Pull every line holding the string "wavelengths" from the records below.

[Collected data]
★ ★ ★ ★
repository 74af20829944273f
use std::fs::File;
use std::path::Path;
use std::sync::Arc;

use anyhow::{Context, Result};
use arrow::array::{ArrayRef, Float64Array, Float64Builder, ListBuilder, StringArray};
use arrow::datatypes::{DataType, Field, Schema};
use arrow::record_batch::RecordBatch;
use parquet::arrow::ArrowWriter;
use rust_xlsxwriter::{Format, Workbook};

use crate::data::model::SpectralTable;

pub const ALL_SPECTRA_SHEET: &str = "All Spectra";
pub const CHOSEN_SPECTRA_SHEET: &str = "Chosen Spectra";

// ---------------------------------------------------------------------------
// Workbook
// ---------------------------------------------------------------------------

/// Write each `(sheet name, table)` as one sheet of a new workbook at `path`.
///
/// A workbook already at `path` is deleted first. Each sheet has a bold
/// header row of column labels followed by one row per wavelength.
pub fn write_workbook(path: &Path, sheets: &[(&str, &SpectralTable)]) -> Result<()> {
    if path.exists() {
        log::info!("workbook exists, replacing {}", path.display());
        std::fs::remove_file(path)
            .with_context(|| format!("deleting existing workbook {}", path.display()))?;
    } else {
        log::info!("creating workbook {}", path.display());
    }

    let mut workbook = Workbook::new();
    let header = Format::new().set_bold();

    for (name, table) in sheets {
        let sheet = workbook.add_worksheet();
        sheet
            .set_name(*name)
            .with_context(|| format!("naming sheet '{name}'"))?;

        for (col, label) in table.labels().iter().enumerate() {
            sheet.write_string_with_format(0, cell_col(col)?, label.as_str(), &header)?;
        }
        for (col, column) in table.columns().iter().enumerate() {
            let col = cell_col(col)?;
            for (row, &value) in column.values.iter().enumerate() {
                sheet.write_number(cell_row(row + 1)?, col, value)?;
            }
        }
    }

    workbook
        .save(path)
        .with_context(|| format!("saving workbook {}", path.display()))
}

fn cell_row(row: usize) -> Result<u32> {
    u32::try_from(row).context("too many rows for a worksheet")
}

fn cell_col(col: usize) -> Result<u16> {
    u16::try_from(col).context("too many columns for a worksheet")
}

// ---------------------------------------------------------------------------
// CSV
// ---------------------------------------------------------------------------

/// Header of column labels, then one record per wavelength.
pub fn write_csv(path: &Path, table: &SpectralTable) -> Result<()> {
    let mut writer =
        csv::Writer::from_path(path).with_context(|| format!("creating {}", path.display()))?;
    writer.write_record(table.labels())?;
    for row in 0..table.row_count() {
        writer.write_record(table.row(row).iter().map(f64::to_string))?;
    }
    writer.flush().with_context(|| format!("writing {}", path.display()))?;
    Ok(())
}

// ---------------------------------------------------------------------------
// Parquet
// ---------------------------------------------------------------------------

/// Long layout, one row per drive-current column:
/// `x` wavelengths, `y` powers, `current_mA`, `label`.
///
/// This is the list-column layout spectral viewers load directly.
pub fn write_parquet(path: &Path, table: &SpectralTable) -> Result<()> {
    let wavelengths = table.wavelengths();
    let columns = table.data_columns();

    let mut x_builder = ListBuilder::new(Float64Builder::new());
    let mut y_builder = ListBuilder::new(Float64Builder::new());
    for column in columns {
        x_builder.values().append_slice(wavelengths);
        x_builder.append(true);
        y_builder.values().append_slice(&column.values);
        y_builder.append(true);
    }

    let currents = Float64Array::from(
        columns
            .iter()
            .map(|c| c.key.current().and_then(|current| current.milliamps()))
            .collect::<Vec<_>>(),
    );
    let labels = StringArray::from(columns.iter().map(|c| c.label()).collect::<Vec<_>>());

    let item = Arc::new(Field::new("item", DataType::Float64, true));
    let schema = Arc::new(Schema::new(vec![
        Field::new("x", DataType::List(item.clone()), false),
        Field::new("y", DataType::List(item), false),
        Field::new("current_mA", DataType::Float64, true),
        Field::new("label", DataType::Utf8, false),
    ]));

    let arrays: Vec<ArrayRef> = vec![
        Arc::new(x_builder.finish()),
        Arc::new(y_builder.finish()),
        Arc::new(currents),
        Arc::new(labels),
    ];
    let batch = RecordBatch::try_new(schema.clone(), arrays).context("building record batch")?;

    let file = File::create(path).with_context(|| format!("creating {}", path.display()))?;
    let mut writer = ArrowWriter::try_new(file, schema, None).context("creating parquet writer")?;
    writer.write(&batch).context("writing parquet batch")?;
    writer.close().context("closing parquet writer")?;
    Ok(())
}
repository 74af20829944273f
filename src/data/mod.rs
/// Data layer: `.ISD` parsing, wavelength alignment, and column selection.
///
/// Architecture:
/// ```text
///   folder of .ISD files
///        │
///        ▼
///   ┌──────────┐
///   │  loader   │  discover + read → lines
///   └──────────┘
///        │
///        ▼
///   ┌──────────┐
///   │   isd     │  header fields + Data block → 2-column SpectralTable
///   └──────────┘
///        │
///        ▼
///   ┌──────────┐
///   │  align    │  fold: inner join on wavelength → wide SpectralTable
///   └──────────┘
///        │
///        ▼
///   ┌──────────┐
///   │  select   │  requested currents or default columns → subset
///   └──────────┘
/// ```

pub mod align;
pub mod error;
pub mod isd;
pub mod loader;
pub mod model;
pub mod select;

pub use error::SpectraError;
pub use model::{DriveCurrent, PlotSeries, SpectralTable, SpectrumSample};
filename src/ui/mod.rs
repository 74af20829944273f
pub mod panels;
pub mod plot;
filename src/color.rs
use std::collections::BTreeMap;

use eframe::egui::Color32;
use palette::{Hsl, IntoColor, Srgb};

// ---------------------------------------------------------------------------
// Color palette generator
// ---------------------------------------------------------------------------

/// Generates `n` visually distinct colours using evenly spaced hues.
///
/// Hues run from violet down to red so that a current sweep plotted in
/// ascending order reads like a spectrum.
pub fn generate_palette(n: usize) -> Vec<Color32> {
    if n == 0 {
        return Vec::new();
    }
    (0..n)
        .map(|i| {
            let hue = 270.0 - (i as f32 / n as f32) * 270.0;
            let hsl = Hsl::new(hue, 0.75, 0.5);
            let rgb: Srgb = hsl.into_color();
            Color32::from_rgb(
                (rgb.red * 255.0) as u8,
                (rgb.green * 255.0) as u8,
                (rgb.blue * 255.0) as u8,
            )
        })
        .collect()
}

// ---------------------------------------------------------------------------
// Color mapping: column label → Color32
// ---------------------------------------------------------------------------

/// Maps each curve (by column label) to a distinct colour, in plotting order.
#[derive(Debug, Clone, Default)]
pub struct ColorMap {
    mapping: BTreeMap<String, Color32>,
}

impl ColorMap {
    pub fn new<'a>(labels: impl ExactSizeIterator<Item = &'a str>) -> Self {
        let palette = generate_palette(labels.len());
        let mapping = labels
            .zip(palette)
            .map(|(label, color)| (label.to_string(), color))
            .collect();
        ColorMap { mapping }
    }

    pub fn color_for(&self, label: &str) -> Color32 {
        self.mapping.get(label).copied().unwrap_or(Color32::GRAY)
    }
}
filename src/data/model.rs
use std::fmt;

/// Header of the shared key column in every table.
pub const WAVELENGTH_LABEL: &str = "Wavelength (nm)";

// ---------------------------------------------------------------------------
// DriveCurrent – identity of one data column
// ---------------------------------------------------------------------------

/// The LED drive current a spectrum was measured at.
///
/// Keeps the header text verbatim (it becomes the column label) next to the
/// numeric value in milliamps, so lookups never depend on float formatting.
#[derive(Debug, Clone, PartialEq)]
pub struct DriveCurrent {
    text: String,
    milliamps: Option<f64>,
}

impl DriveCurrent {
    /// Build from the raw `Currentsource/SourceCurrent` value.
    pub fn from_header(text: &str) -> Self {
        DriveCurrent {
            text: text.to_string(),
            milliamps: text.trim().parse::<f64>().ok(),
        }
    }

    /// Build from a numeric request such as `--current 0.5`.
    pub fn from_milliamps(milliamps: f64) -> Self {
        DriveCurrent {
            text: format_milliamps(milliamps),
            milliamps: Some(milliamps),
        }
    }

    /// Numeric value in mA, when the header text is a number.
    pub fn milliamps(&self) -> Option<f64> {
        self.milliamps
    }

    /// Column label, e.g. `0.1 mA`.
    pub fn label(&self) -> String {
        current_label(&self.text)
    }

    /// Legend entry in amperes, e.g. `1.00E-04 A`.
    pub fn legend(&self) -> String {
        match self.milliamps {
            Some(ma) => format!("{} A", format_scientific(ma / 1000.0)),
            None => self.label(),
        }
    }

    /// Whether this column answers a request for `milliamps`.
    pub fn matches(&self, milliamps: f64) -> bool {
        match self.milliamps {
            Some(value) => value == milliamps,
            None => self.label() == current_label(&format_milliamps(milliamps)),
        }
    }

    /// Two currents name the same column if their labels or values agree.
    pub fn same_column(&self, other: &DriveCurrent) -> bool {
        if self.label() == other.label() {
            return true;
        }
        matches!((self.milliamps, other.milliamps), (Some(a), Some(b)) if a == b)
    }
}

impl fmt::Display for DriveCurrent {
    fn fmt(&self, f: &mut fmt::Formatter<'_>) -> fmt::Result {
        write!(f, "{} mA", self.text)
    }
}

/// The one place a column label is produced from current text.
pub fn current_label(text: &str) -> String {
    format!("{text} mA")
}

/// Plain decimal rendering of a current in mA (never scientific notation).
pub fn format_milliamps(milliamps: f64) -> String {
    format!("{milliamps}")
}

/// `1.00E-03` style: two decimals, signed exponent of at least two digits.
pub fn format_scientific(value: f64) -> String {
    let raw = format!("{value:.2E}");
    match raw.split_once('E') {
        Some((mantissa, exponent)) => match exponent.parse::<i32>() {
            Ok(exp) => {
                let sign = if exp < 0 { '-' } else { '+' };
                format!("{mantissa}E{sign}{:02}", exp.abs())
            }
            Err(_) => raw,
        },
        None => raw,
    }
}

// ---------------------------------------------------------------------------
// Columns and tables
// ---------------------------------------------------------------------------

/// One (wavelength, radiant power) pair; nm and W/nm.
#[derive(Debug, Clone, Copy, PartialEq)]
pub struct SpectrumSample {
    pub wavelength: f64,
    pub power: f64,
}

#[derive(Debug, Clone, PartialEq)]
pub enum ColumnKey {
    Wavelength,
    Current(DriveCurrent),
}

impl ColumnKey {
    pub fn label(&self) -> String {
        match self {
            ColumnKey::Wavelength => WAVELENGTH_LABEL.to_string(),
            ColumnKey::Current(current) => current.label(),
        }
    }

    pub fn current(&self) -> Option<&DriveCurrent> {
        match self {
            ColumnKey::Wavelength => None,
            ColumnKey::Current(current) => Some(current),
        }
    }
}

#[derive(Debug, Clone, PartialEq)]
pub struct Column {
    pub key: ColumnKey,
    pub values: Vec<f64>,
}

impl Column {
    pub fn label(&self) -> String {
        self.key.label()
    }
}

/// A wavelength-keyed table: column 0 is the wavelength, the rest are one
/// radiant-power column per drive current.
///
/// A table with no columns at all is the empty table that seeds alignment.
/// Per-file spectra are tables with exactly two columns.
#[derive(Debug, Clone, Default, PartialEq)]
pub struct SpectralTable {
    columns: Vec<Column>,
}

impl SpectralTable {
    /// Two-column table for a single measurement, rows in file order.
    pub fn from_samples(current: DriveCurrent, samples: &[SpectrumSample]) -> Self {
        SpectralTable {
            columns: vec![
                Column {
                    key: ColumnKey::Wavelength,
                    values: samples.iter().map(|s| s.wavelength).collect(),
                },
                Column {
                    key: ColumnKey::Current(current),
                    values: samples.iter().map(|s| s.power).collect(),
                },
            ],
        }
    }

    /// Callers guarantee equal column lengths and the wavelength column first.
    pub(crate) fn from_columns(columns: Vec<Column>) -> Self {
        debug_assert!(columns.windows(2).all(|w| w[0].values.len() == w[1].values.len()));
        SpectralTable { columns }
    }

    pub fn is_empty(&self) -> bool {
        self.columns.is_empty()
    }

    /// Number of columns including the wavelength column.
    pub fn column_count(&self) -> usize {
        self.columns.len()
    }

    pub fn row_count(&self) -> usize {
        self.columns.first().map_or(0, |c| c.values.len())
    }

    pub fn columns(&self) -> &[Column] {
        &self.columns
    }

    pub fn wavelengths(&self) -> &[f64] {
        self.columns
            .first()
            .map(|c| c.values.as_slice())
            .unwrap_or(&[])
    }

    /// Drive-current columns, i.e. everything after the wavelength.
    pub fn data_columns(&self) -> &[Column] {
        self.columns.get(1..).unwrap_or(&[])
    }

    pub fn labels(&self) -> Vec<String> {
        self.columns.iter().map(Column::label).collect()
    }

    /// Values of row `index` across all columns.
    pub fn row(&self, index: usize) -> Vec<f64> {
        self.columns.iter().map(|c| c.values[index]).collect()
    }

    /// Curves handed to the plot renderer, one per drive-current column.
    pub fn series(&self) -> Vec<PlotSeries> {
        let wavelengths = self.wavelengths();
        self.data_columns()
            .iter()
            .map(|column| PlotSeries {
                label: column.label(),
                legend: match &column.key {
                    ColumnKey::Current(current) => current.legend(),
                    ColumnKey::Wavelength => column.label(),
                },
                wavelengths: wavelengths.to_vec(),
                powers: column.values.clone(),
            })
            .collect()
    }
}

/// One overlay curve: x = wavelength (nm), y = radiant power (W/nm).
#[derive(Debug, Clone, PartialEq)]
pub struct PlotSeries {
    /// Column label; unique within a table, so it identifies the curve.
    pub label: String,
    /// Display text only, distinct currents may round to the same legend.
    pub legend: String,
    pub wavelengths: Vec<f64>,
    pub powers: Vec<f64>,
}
★ ★ ★ ★
▶ **Written solution**:
/// `x` wavelengths, `y` powers, `current_mA`, `label`.
    let wavelengths = table.wavelengths();
        x_builder.values().append_slice(wavelengths);
    pub fn wavelengths(&self) -> &[f64] {
        let wavelengths = self.wavelengths();
                wavelengths: wavelengths.to_vec(),
    pub wavelengths: Vec<f64>,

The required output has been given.